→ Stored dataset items
------------------------------------------------------------------------
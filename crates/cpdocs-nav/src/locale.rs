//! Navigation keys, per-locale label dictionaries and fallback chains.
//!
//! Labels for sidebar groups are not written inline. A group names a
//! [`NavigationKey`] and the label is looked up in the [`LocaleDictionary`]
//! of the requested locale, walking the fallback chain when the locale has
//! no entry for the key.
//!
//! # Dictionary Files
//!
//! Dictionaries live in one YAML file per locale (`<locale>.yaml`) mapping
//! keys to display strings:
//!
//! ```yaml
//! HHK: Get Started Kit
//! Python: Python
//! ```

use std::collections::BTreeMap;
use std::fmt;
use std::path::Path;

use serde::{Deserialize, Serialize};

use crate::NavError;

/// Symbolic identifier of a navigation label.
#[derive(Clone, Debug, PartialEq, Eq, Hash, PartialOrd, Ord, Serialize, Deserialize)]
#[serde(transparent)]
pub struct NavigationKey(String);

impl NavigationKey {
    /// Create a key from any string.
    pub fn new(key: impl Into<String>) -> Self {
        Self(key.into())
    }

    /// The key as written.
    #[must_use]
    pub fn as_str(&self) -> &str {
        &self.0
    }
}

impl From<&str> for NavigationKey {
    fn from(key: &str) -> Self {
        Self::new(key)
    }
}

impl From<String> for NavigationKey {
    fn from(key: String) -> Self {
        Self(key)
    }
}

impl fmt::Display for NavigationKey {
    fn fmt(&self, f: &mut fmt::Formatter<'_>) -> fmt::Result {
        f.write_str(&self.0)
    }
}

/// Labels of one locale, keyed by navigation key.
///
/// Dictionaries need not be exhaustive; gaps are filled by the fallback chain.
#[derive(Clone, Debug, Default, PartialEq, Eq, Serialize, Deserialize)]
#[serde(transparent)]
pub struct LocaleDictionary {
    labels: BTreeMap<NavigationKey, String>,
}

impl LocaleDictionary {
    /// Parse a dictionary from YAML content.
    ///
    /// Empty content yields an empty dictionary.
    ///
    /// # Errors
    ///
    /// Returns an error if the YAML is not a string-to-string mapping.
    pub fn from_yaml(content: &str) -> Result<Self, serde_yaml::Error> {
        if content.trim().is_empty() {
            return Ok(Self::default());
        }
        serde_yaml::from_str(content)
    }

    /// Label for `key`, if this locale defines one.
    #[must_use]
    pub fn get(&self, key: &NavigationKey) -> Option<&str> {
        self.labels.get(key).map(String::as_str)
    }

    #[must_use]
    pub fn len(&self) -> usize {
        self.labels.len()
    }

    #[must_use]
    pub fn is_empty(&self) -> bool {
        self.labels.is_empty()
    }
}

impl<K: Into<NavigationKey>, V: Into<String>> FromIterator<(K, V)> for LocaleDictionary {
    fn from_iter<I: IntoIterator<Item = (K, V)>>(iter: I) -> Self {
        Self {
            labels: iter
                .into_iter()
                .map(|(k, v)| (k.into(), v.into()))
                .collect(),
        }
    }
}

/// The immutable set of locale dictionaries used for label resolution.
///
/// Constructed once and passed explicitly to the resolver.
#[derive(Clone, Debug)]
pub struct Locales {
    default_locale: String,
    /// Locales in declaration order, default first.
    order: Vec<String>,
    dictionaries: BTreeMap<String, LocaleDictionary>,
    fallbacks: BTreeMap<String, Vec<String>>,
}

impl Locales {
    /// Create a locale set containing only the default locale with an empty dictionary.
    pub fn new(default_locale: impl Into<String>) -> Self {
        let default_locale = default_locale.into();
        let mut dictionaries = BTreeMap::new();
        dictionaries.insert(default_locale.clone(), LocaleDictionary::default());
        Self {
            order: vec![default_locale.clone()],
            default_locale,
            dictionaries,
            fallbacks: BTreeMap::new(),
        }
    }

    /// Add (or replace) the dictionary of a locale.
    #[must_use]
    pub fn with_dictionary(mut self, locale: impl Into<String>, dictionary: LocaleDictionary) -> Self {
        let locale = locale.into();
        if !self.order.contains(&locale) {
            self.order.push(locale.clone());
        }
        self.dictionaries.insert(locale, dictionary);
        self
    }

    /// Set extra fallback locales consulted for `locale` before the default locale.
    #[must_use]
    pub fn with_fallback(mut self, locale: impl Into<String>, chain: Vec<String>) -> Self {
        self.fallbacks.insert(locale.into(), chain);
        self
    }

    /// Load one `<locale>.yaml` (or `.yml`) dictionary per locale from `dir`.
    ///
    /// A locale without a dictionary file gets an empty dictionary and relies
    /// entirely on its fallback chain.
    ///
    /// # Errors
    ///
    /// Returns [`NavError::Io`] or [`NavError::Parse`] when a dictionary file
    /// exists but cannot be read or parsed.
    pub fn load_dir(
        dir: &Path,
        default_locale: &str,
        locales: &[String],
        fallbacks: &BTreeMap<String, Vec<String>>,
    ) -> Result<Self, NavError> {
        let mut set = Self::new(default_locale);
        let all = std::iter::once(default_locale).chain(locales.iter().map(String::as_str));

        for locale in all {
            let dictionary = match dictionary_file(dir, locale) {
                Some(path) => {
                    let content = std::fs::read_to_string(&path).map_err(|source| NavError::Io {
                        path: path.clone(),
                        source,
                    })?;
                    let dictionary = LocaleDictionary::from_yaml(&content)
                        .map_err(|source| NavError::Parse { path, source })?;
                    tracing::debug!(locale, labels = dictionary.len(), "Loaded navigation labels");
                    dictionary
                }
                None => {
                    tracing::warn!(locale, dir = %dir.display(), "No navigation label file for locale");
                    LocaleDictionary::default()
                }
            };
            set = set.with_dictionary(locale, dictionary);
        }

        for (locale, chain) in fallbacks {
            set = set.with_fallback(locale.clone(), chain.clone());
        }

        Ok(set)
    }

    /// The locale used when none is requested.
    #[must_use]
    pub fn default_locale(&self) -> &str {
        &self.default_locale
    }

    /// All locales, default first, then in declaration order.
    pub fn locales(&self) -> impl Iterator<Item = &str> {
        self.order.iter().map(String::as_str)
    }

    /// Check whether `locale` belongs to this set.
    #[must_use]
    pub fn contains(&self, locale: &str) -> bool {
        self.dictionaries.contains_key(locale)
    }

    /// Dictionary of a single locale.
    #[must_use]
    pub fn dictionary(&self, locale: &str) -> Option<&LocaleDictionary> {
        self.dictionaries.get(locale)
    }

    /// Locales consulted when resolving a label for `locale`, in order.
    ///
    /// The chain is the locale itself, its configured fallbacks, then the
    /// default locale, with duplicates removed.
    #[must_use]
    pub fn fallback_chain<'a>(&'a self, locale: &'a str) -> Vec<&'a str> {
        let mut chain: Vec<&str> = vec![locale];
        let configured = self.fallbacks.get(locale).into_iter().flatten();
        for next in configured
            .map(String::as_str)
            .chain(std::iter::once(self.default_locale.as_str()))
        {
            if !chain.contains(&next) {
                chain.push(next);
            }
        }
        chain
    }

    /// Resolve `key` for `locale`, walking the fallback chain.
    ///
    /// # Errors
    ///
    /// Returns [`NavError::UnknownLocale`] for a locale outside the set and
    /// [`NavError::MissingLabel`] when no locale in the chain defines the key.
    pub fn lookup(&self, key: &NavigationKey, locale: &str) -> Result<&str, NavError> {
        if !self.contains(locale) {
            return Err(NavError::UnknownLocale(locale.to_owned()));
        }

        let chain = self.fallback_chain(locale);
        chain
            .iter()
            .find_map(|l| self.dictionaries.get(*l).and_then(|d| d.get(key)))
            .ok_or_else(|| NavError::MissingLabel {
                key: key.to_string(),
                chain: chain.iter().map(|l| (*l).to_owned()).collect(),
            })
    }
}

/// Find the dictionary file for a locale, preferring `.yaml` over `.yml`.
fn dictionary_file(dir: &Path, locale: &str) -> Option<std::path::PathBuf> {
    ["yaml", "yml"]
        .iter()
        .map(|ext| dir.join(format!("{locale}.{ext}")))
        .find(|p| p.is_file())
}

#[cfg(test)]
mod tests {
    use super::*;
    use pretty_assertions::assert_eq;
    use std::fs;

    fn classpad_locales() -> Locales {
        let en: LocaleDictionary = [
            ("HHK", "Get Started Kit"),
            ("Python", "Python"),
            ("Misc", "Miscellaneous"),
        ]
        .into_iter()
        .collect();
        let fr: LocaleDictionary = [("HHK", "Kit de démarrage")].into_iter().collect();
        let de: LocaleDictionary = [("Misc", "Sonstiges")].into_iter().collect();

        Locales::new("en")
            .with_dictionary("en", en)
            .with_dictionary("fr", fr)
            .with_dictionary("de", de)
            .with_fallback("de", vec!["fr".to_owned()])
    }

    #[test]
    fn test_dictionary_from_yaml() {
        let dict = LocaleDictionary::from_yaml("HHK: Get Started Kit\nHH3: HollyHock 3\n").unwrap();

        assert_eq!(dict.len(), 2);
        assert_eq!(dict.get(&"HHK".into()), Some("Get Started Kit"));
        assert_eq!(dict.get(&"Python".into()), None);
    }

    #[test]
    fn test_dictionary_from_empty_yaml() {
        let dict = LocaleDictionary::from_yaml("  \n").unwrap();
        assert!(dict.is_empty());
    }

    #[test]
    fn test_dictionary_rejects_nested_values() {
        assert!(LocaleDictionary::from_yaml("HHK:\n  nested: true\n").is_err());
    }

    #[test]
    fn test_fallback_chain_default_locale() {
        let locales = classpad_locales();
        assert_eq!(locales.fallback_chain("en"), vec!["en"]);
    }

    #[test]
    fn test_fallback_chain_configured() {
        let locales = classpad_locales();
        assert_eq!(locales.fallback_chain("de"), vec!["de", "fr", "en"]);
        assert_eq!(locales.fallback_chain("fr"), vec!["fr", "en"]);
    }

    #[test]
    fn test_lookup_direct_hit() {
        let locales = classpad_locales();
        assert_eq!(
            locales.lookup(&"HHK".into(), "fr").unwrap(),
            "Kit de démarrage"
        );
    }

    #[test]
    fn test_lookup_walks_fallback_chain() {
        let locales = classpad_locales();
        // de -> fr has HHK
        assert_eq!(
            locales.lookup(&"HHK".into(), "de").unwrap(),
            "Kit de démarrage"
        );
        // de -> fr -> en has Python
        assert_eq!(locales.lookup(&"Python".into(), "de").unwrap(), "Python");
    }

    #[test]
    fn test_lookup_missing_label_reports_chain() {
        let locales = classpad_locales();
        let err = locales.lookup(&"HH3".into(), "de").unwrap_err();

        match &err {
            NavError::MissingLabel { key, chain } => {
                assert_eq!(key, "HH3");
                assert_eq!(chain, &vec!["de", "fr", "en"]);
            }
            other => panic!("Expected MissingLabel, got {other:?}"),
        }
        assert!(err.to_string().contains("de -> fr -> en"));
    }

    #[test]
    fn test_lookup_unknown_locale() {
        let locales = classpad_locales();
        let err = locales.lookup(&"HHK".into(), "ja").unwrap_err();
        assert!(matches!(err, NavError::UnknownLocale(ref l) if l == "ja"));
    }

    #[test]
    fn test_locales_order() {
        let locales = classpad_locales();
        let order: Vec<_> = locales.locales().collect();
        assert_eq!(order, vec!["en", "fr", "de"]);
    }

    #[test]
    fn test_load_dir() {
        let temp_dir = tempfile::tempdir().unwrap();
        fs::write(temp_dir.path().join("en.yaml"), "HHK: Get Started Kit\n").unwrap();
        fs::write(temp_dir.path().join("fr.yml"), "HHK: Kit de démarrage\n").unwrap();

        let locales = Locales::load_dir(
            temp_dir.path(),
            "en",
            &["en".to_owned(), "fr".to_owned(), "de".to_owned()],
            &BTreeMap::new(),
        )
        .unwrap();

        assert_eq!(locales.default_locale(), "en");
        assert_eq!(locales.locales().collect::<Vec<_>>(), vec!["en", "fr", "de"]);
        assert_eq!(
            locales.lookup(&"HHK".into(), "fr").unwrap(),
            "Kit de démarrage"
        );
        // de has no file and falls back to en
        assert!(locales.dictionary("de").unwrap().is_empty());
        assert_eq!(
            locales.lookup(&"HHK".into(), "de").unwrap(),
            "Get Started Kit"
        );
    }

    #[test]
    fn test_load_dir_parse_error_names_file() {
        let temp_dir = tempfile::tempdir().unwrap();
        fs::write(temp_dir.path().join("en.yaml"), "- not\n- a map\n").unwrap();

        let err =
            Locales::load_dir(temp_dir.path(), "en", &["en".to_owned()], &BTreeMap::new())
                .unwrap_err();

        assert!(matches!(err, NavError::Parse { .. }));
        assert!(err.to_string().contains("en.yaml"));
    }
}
------------------------------------------------------------------------
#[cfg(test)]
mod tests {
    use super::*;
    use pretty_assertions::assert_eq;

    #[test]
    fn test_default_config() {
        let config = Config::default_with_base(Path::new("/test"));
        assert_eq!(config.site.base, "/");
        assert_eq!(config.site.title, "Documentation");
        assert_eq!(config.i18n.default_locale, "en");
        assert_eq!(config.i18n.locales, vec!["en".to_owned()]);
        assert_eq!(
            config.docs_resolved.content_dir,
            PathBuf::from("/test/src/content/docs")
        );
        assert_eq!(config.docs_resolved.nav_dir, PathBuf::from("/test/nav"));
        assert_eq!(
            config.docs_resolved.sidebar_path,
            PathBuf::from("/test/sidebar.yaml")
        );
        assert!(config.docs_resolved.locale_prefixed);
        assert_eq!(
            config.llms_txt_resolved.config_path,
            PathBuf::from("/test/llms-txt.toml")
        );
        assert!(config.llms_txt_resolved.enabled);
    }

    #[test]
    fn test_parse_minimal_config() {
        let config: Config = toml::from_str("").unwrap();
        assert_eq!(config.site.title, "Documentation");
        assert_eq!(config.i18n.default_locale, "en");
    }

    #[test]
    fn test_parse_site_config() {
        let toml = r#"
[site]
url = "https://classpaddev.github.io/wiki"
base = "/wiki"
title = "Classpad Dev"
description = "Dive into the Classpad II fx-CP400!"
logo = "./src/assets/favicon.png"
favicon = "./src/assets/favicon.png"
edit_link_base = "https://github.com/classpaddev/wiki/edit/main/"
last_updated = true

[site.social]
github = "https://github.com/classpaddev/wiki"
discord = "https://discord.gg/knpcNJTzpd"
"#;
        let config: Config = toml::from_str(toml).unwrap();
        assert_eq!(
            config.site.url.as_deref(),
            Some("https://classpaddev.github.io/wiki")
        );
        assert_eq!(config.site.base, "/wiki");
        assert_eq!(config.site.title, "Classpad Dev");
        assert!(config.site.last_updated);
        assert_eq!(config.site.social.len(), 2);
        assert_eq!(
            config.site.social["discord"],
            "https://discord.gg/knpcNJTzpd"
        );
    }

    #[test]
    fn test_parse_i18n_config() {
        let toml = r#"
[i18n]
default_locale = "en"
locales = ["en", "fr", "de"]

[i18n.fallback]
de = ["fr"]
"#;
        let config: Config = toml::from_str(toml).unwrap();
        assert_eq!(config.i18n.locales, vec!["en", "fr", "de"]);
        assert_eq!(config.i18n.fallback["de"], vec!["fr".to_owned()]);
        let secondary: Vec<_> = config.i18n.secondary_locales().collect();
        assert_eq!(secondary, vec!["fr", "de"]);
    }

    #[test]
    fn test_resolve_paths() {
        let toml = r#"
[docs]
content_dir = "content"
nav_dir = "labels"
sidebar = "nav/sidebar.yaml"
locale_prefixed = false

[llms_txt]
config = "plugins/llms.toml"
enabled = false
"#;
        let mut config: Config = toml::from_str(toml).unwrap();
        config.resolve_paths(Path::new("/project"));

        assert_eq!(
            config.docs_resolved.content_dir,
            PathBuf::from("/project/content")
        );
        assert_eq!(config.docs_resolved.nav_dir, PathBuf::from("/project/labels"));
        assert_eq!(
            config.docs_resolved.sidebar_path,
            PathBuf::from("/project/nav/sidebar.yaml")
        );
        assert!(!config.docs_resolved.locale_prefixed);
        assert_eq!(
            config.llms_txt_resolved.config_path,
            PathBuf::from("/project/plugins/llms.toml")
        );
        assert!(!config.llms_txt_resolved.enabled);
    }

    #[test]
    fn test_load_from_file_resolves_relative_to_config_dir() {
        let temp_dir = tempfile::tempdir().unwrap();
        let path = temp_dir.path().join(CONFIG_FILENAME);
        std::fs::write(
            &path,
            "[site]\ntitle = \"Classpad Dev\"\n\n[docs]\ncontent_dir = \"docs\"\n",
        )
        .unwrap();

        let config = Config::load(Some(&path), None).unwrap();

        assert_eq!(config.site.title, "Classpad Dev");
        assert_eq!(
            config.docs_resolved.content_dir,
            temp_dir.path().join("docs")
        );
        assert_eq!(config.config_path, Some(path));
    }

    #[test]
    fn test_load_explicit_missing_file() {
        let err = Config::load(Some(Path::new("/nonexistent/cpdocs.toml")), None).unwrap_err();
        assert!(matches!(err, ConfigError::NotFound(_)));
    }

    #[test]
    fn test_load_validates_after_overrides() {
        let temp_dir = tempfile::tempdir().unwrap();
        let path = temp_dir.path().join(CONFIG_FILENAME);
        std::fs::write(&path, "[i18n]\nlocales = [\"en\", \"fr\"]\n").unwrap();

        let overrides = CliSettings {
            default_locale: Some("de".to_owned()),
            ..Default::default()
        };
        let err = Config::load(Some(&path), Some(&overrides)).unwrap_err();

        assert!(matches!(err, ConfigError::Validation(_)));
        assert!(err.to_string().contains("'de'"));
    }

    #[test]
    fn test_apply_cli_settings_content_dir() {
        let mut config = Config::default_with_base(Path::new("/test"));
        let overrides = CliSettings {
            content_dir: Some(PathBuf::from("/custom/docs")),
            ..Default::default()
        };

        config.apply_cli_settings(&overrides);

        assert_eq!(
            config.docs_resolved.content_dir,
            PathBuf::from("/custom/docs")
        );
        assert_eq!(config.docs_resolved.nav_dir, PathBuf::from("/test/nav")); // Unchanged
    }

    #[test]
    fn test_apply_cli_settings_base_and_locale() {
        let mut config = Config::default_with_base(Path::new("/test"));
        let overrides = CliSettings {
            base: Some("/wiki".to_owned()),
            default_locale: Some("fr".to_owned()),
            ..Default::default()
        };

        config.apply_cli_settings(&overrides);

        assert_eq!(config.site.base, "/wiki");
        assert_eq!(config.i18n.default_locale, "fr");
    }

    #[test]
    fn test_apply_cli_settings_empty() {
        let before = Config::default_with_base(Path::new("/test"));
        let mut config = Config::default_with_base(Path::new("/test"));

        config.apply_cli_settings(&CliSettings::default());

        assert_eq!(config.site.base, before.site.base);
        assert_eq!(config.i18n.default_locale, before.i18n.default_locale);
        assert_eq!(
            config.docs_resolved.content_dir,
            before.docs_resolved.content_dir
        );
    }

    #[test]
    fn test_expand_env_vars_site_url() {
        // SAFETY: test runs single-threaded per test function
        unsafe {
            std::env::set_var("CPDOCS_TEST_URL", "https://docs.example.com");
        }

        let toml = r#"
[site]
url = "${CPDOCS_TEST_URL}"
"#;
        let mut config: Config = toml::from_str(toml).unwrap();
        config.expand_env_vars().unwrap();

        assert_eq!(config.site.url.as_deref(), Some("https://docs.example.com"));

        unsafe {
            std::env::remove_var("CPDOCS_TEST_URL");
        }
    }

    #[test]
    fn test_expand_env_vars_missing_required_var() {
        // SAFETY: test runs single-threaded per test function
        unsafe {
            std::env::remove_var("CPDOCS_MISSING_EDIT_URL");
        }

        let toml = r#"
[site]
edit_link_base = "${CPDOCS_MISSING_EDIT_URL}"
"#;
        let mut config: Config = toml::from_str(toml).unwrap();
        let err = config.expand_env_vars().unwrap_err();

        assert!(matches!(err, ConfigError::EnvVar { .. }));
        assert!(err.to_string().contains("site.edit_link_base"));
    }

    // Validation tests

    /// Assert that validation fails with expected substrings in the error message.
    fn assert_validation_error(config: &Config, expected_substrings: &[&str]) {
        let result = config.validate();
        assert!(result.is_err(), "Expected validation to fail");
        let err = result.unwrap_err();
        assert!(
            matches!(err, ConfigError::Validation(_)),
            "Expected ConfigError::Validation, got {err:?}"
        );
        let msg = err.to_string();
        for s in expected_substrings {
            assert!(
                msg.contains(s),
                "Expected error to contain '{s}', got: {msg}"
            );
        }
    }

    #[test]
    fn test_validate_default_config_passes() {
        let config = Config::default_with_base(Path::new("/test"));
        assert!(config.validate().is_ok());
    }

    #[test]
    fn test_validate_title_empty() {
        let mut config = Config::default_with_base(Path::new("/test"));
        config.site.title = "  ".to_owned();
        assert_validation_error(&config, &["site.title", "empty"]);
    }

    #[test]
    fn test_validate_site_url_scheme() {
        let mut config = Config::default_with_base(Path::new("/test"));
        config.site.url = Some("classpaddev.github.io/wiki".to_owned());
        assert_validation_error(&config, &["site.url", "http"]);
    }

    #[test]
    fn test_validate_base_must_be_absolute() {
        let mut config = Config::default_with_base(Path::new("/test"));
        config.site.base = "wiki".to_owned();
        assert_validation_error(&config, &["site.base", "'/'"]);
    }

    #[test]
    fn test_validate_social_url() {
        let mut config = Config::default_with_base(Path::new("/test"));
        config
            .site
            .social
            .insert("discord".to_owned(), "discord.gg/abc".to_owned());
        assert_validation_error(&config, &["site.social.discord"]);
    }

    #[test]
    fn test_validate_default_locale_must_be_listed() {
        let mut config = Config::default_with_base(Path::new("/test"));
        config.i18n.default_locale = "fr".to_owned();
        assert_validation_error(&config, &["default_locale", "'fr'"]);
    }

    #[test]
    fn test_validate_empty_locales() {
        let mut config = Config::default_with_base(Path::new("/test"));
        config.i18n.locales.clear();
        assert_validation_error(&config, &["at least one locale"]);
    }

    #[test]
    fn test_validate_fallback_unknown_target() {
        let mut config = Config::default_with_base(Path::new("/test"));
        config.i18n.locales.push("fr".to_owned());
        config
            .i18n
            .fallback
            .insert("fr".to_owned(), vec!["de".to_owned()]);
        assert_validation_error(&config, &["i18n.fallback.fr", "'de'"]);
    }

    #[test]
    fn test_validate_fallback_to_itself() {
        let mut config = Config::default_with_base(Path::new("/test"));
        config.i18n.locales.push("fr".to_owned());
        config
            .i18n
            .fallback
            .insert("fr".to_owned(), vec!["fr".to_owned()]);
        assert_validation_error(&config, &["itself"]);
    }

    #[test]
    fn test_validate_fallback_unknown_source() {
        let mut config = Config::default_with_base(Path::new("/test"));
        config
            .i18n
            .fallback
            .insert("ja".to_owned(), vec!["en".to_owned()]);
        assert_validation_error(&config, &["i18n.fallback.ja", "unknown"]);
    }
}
------------------------------------------------------------------------
→ BRIEF
Gather each line in the entries above where the string "keys" is found.

→ RESULT OF THIS TASK
//! Navigation keys, per-locale label dictionaries and fallback chains.
//! keys to display strings:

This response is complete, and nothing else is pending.